- [Task requirements]: Check every line below for the string "CreatedAsc". Copy the ones that have it.
----------
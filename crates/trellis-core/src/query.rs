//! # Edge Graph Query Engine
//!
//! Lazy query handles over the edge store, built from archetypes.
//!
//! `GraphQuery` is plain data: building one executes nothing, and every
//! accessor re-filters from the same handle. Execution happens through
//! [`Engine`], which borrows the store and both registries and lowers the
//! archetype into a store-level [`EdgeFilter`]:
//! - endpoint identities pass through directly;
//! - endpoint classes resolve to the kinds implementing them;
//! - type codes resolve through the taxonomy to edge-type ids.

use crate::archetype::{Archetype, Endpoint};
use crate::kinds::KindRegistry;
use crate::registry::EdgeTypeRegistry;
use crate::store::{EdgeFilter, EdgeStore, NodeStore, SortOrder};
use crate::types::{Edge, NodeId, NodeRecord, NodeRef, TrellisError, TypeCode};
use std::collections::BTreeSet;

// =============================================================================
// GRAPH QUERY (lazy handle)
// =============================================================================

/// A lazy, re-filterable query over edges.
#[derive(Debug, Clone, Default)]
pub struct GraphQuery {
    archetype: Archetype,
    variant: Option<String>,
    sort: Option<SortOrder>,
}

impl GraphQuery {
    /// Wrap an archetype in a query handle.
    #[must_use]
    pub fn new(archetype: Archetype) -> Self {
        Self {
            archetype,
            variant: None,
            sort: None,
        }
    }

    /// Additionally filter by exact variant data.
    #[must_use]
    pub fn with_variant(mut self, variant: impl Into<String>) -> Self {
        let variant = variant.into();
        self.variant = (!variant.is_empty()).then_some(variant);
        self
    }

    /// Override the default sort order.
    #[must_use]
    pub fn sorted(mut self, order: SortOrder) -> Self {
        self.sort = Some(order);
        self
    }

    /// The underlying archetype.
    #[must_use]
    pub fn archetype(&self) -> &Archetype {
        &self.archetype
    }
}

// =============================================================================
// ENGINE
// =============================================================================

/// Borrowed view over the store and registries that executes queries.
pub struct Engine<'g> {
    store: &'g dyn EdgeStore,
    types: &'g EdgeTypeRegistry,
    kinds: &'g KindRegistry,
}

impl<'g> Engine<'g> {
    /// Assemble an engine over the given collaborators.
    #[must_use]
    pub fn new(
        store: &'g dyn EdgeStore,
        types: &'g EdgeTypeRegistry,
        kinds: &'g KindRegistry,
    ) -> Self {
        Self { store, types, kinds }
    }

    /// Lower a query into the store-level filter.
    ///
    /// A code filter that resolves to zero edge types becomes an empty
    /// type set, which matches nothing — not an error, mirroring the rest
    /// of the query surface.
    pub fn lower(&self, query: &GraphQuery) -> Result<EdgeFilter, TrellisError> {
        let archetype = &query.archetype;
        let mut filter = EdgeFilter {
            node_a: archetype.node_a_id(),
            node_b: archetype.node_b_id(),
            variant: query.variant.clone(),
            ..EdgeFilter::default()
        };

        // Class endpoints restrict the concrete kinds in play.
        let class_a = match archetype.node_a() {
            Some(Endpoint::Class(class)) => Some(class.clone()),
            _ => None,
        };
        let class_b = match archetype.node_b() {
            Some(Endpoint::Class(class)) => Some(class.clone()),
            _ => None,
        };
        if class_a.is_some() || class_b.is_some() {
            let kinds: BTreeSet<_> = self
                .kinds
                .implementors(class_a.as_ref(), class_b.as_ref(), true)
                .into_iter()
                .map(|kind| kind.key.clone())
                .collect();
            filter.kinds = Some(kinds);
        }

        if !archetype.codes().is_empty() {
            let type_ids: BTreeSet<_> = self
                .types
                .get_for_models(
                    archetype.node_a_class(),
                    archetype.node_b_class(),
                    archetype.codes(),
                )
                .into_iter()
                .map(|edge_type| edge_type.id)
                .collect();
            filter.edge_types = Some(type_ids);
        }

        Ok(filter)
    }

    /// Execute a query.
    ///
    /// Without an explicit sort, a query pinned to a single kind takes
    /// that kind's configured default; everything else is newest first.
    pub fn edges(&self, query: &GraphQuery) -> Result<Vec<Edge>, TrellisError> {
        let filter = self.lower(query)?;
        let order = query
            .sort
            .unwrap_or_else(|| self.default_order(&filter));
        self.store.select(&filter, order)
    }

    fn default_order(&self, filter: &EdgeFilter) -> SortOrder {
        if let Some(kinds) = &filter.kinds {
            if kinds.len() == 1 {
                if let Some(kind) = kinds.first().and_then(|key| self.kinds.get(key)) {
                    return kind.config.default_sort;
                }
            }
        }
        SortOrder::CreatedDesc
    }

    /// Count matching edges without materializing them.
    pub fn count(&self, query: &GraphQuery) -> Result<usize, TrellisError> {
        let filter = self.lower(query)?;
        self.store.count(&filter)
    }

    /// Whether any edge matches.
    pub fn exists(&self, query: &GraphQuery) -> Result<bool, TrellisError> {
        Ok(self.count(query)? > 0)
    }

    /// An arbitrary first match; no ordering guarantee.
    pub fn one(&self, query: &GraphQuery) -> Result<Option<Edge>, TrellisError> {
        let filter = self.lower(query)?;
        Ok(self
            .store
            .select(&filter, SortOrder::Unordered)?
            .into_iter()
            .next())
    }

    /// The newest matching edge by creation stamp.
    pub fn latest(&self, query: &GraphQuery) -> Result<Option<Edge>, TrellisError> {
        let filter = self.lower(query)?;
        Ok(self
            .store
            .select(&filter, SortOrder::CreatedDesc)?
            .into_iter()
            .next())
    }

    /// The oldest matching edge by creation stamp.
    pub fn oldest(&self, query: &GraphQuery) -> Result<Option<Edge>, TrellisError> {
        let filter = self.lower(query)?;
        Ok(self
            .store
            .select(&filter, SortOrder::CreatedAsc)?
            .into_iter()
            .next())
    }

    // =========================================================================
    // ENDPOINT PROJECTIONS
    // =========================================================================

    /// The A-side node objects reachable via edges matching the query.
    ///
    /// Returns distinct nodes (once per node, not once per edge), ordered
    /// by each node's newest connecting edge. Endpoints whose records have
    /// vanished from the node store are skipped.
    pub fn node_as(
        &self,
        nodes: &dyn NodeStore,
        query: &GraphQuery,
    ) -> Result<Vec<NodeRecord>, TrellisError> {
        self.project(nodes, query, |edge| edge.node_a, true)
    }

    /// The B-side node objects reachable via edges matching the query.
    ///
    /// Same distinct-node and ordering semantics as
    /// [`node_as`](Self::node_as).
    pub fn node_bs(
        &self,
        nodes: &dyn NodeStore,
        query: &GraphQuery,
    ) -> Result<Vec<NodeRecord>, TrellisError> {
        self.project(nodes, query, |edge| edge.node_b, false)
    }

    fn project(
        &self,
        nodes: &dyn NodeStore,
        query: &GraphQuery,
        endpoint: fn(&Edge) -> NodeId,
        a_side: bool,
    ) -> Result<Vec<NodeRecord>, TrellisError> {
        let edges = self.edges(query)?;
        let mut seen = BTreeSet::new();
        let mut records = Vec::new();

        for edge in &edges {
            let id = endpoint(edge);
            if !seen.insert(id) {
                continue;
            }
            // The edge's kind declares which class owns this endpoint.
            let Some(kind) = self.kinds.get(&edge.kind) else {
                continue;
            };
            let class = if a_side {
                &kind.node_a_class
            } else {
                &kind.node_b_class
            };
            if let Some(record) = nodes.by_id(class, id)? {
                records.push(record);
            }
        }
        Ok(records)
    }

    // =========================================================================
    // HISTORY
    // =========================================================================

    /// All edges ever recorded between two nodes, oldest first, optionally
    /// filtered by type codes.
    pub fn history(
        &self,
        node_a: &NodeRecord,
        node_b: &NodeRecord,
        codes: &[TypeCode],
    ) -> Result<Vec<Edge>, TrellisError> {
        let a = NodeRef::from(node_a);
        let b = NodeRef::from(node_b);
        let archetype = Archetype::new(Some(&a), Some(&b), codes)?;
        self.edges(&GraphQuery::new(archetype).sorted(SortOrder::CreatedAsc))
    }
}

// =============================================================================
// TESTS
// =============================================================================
----------
- [Answer space]:
            .select(&filter, SortOrder::CreatedAsc)?
        self.edges(&GraphQuery::new(archetype).sorted(SortOrder::CreatedAsc))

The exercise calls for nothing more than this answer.